### Data for the task

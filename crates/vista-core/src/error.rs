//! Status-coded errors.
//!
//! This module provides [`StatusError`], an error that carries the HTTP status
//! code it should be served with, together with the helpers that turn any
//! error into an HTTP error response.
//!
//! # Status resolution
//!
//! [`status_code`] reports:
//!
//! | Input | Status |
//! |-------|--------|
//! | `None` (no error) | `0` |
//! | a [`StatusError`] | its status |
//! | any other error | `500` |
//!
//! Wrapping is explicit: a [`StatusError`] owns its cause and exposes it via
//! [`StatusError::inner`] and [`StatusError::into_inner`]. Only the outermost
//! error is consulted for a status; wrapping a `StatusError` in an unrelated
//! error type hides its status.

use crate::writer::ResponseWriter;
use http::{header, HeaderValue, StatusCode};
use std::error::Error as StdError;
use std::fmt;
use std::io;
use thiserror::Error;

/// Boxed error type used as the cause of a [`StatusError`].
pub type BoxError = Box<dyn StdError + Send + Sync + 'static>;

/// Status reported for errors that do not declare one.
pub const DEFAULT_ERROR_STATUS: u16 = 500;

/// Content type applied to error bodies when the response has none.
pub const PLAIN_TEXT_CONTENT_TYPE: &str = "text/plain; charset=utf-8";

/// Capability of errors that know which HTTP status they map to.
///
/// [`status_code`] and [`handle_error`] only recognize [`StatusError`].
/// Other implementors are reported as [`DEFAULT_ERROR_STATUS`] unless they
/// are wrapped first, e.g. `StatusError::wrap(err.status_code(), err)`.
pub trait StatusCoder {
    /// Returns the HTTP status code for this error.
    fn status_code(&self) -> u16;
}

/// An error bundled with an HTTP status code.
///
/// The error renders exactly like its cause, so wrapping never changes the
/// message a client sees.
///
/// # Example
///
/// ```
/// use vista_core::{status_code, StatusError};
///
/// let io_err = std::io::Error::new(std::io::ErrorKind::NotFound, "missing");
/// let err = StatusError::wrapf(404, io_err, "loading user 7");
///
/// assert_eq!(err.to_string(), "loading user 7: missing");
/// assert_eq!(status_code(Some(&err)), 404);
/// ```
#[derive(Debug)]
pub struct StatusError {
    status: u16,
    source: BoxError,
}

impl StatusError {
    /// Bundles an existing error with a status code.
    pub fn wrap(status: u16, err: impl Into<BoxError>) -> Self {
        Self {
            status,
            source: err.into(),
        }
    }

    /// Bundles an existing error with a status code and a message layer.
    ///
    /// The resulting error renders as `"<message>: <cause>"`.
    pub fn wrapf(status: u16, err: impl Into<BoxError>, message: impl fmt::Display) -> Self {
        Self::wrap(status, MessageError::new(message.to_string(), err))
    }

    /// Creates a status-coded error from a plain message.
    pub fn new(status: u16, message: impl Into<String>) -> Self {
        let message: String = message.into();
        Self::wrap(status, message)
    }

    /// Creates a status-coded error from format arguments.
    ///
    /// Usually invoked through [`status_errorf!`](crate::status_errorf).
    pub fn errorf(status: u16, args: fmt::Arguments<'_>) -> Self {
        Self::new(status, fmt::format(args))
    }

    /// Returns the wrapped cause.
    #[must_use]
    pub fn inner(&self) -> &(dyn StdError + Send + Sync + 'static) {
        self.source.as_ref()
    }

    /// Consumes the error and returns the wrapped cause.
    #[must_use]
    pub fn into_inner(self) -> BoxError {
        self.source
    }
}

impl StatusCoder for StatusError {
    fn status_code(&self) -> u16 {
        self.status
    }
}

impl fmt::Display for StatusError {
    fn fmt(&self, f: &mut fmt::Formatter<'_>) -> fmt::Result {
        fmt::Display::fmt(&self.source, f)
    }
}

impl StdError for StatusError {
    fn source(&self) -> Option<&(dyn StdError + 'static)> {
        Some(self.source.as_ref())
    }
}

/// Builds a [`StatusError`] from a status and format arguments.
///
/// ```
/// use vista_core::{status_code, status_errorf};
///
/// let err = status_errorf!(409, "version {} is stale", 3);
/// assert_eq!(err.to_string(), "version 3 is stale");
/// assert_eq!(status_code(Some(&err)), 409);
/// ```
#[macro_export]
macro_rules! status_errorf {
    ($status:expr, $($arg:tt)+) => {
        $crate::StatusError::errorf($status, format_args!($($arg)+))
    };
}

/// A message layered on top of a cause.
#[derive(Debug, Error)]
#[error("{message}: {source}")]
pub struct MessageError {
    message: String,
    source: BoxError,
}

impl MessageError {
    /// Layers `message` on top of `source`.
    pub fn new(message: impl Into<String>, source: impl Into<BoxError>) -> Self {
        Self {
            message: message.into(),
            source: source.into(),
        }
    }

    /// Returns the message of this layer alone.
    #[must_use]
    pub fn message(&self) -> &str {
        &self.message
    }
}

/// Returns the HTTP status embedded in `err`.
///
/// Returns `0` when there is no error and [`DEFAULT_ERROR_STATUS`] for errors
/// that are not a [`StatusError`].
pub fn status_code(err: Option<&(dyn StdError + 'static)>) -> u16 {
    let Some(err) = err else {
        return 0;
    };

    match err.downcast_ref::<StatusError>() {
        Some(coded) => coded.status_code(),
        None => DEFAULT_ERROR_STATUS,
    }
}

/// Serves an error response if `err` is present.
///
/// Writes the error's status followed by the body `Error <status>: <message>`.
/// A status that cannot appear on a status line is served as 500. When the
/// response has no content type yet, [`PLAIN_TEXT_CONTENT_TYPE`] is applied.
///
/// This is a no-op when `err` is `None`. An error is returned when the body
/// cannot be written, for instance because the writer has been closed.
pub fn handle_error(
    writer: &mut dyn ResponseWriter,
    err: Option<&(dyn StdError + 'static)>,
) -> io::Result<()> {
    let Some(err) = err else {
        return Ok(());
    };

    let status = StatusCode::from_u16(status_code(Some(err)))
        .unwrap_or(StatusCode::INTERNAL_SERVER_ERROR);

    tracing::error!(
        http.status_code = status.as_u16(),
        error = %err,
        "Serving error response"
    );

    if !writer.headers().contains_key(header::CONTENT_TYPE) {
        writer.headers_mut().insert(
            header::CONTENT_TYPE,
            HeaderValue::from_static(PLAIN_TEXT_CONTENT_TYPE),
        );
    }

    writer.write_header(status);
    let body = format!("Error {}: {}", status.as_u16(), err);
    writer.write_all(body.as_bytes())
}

### What to produce
The answer must consist solely of the lines from the first line of the data to the line holding "not declare one.", each given again exactly.

### Finished task
filename crates/vista-core/src/error.rs
//! Status-coded errors.
//!
//! This module provides [`StatusError`], an error that carries the HTTP status
//! code it should be served with, together with the helpers that turn any
//! error into an HTTP error response.
//!
//! # Status resolution
//!
//! [`status_code`] reports:
//!
//! | Input | Status |
//! |-------|--------|
//! | `None` (no error) | `0` |
//! | a [`StatusError`] | its status |
//! | any other error | `500` |
//!
//! Wrapping is explicit: a [`StatusError`] owns its cause and exposes it via
//! [`StatusError::inner`] and [`StatusError::into_inner`]. Only the outermost
//! error is consulted for a status; wrapping a `StatusError` in an unrelated
//! error type hides its status.

use crate::writer::ResponseWriter;
use http::{header, HeaderValue, StatusCode};
use std::error::Error as StdError;
use std::fmt;
use std::io;
use thiserror::Error;

/// Boxed error type used as the cause of a [`StatusError`].
pub type BoxError = Box<dyn StdError + Send + Sync + 'static>;

/// Status reported for errors that do not declare one.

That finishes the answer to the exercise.